I woudl like to welcome mtnman! He is a Walleye fishermen supreme and has lots of good advice about those toothy guys as well as other species. I also hear that he is a able to dive into solid concrete :shock: (He will explain)

He asked that I help with the Photos so here are some:












Jack - please provide the report details!


----------



## little anth (Nov 21, 2007)

wow those are nice


----------



## Bryan_VA (Nov 21, 2007)

Nice walleyes!! Makin me hungry!
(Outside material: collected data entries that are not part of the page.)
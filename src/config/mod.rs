//! Application configuration module
//!
//! Handles environment variables and application-wide constants.

mod constants;
mod settings;

pub use constants::*;
pub use settings::{AdminAccount, Config};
Where ya from mtnman?


----------



## mtnman (Nov 23, 2007)

thanks esquired for the help and thanks everyone else for the welcome. im from Tionesta Pennsylvania and love walleye fishing. there is some of your best walleye fishing on this part of Allegheny River. last year was a crazy year, we caught a ton of fish including some monster muskie and pike. we usually fish with live bait but we do all right with lures and jigs also. i fell a while back onto a cement slab from about 18ft up straight onto my back so im pretty sure i will just be still fishing for a while. im heading out here in about 30 min. to drown some bait,so ill let yins know how i did. have a great day


----------



## Waterwings (Nov 23, 2007)

Welcome Aboard!


----------



## BassAddict (Nov 23, 2007)

nice walleyes!! But smile in them pictures, some guys (mainly me) would kill for a fish that you gotta hold with both hands.........


----------



## shamoo (Nov 23, 2007)

Now thats what I call a walleye, Congrats on the catch Mr. mtnman. How deep were you fishing? I hope all goes well with your back, couldnt quite pull off the triple lindy?


----------



## fishhog (Nov 23, 2007)

I see that you are indoors so I asume that you like the taste too. Yum,Yum
Nice eating fish. great pics

Fishhog Sr


----------



## mtnman (Nov 24, 2007)

i was fishing in about 8 ft of water using about a 6" shinner .we catch our bait out of 2 creeks around here but there names are secret. early walleye season they seem to hit the shinners best but mid to late season they seem to like a big 7-8" golden sucker the best. when they quit hitting the shinners the fun has just begone. and yes we eat the crap out of walleye. they are the best eating fish in the river but my wife can cook a winter muskie that will make you mouth water for days. we aet alot of both. they just changed the muskie limit here in Pa. from 2 a day at 30" to 1 a day at 40". (big jump) so we will probably keep and eat all the legal muskie we catch because if not the muskie will over populate the area and kill off all the other fish. im not sure why the fish commision made such a drastic change in the limit and size but i know that alot of people around here are not happy about it because it seems that there are to many muskie as it is. alot of our walleye and bass holes are being overran by muskie and pike (big ones).


----------



## Captain Ahab (Nov 25, 2007)

I need to head North to help with your problems


----------



## mtnman (Nov 27, 2007)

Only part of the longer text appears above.